Wow.  Discovering nests of sockpuppets looks like it is not fun.  In the case you linked to, there appears to have been a silver lining, which was that the checkusers etc. worked diligently to figure out what was going on.  Hopefully they will do that again if they need to.
Regarding your post about student media: For a secret society, the verifiable material is presumably not what the members actually do, but what they are rumored to do.  Therefore, if the average student newspaper is accused of doing less fact checking than the average "big league" newspaper, that may not be a complete disaster in this case.  The example often noted at Wikipedia talk:WikiProject Secret Societies is the KKK, whose private activities have indeed been documented once in a while because some former members feel the need to reveal them; but is the Mystical Seven such a high-profile organization that its former members do the same?  (What I just typed is not based on anyone's research about secret societies but only on my own common sense, so of course it doesn't justify changing the article text.)

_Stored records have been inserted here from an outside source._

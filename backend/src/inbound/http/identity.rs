//! Request-scoped caller identity extractors.
//!
//! Handlers name the identity they need in their signature instead of
//! reading headers: [`Authenticated`] rejects anonymous callers with 401,
//! [`AdminIdentity`] additionally requires the admin role, and
//! [`MaybeIdentity`] treats any unusable token as anonymous.

use actix_web::http::header::AUTHORIZATION;
use actix_web::{FromRequest, HttpRequest, dev::Payload, web};
use futures_util::future::LocalBoxFuture;

use crate::domain::{Error, Identity};

use super::state::HttpState;

fn resolve(req: &HttpRequest) -> Result<(web::Data<HttpState>, Option<String>), Error> {
    let state = req
        .app_data::<web::Data<HttpState>>()
        .cloned()
        .ok_or_else(|| Error::internal("HTTP state is not registered"))?;
    let authorization = req
        .headers()
        .get(AUTHORIZATION)
        .and_then(|value| value.to_str().ok())
        .map(str::to_owned);
    Ok((state, authorization))
}

/// Caller with a valid, unrevoked access token.
#[derive(Debug, Clone)]
pub struct Authenticated(pub Identity);

impl FromRequest for Authenticated {
    type Error = Error;
    type Future = LocalBoxFuture<'static, Result<Self, Self::Error>>;

    fn from_request(req: &HttpRequest, _: &mut Payload) -> Self::Future {
        let resolved = resolve(req);
        Box::pin(async move {
            let (state, authorization) = resolved?;
            state.guard.require(authorization.as_deref()).await.map(Self)
        })
    }
}

/// Caller holding the admin role.
#[derive(Debug, Clone)]
pub struct AdminIdentity(pub Identity);

impl FromRequest for AdminIdentity {
    type Error = Error;
    type Future = LocalBoxFuture<'static, Result<Self, Self::Error>>;

    fn from_request(req: &HttpRequest, _: &mut Payload) -> Self::Future {
        let resolved = resolve(req);
        Box::pin(async move {
            let (state, authorization) = resolved?;
            state
                .guard
                .require_admin(authorization.as_deref())
                .await
                .map(Self)
        })
    }
}

/// Caller if one can be resolved, otherwise anonymous.
#[derive(Debug, Clone)]
pub struct MaybeIdentity(pub Option<Identity>);

impl MaybeIdentity {
    pub fn as_ref(&self) -> Option<&Identity> {
        self.0.as_ref()
    }
}

impl FromRequest for MaybeIdentity {
    type Error = Error;
    type Future = LocalBoxFuture<'static, Result<Self, Self::Error>>;

    fn from_request(req: &HttpRequest, _: &mut Payload) -> Self::Future {
        let resolved = resolve(req);
        Box::pin(async move {
            let (state, authorization) = resolved?;
            Ok(Self(state.guard.optional(authorization.as_deref()).await))
        })
    }
}

#[cfg(test)]
mod tests {
    use super::*;
    use actix_web::http::StatusCode;
    use actix_web::{App, HttpResponse, test};
    use rstest::rstest;

    use crate::domain::Role;
    use crate::test_support::Harness;

    async fn whoami(caller: Authenticated) -> HttpResponse {
        HttpResponse::Ok().body(caller.0.user_id.to_string())
    }

    async fn admin_only(_: AdminIdentity) -> HttpResponse {
        HttpResponse::Ok().finish()
    }

    async fn maybe(caller: MaybeIdentity) -> HttpResponse {
        let body = caller
            .as_ref()
            .map_or_else(|| "anonymous".to_owned(), |id| id.role.as_str().to_owned());
        HttpResponse::Ok().body(body)
    }

    async fn call(
        harness: &Harness,
        path: &str,
        authorization: Option<&str>,
    ) -> (StatusCode, String) {
        let app = test::init_service(
            App::new()
                .app_data(web::Data::new(harness.http_state()))
                .route("/whoami", web::get().to(whoami))
                .route("/admin", web::get().to(admin_only))
                .route("/maybe", web::get().to(maybe)),
        )
        .await;
        let mut req = test::TestRequest::get().uri(path);
        if let Some(value) = authorization {
            req = req.insert_header((AUTHORIZATION, value));
        }
        let res = test::call_service(&app, req.to_request()).await;
        let status = res.status();
        let body = test::read_body(res).await;
        (status, String::from_utf8_lossy(&body).into_owned())
    }

    #[actix_web::test]
    async fn authenticated_resolves_the_bearer() {
        let harness = Harness::new();
        let user = harness.seed_user("ada@example.com", Role::User, true).await;
        let bearer = harness.bearer_for("ada@example.com").await;

        let (status, body) = call(&harness, "/whoami", Some(&bearer)).await;
        assert_eq!(status, StatusCode::OK);
        assert_eq!(body, user.id.to_string());
    }

    #[rstest]
    #[case(None)]
    #[case(Some("Bearer not-a-token"))]
    #[case(Some("Basic YWRhOnB3"))]
    #[actix_web::test]
    async fn authenticated_rejects_missing_or_bad_tokens(#[case] authorization: Option<&str>) {
        let harness = Harness::new();
        let (status, _) = call(&harness, "/whoami", authorization).await;
        assert_eq!(status, StatusCode::UNAUTHORIZED);
    }

    #[actix_web::test]
    async fn admin_identity_refuses_plain_users() {
        let harness = Harness::new();
        harness.seed_user("ada@example.com", Role::User, true).await;
        harness.seed_user("root@example.com", Role::Admin, true).await;
        let user = harness.bearer_for("ada@example.com").await;
        let admin = harness.bearer_for("root@example.com").await;

        assert_eq!(call(&harness, "/admin", Some(&user)).await.0, StatusCode::FORBIDDEN);
        assert_eq!(call(&harness, "/admin", Some(&admin)).await.0, StatusCode::OK);
    }

    #[actix_web::test]
    async fn maybe_identity_falls_back_to_anonymous() {
        let harness = Harness::new();
        harness.seed_user("root@example.com", Role::Admin, true).await;
        let admin = harness.bearer_for("root@example.com").await;

        assert_eq!(call(&harness, "/maybe", None).await.1, "anonymous");
        assert_eq!(
            call(&harness, "/maybe", Some("Bearer garbage")).await.1,
            "anonymous"
        );
        assert_eq!(call(&harness, "/maybe", Some(&admin)).await.1, "ADMIN");
    }

    #[actix_web::test]
    async fn logged_out_access_token_is_refused() {
        let harness = Harness::new();
        harness.seed_user("ada@example.com", Role::User, true).await;
        let tokens = harness.tokens_for("ada@example.com").await;
        harness
            .sessions
            .logout(Some(&tokens.refresh_token))
            .await
            .expect("logout");

        let bearer = format!("Bearer {}", tokens.access_token);
        let (status, _) = call(&harness, "/whoami", Some(&bearer)).await;
        assert_eq!(status, StatusCode::UNAUTHORIZED);
    }
}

In any case, given the discussion so far, I could manage to talk myself into removing the disputed reference (and, if I'm really feeling brave, maybe a copyedit or an NPOV check).  I think I won't do that immediately in case anyone else wants to comment.  The article was only created in March 2008, which means a lot of people probably don't even know it's there.  I don't like it when User:Thaïs Alexandrina yells and says things that I can't respond to because they seem self-contradictory, but it's at least brought a few more pairs of eyes to the article.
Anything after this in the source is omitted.